## YOUR ASSIGNMENT
The expected output is every entry, repeated word for word.

=== EXERCISE INPUT ===

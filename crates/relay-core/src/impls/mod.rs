//! Impls - ports の実装
//!
//! # 含まれる実装
//! - **InMemoryOutboxStore** / **InMemoryMessageBus**: 開発・テスト用
//! - **PostgresOutboxStore**: 本番用の outbox（feature `postgres`）
//! - **SqsMessageBus**: 本番用の FIFO キュー（feature `sqs`）

pub mod inmem_bus;
pub mod inmem_store;
#[cfg(feature = "postgres")]
pub mod postgres_store;
#[cfg(feature = "sqs")]
pub mod sqs_bus;

pub use self::inmem_bus::InMemoryMessageBus;
pub use self::inmem_store::{InMemoryOutboxStore, OutboxRow, StatusCounts};
#[cfg(feature = "postgres")]
pub use self::postgres_store::{PostgresOutboxStore, TableName};
#[cfg(feature = "sqs")]
pub use self::sqs_bus::SqsMessageBus;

===

## SOLUTION
filename crates/relay-core/src/impls/mod.rs
//! Impls - ports の実装
//!
//! # 含まれる実装
//! - **InMemoryOutboxStore** / **InMemoryMessageBus**: 開発・テスト用
//! - **PostgresOutboxStore**: 本番用の outbox（feature `postgres`）
//! - **SqsMessageBus**: 本番用の FIFO キュー（feature `sqs`）

pub mod inmem_bus;
pub mod inmem_store;
#[cfg(feature = "postgres")]
pub mod postgres_store;
#[cfg(feature = "sqs")]
pub mod sqs_bus;

pub use self::inmem_bus::InMemoryMessageBus;
pub use self::inmem_store::{InMemoryOutboxStore, OutboxRow, StatusCounts};
#[cfg(feature = "postgres")]
pub use self::postgres_store::{PostgresOutboxStore, TableName};
#[cfg(feature = "sqs")]
pub use self::sqs_bus::SqsMessageBus;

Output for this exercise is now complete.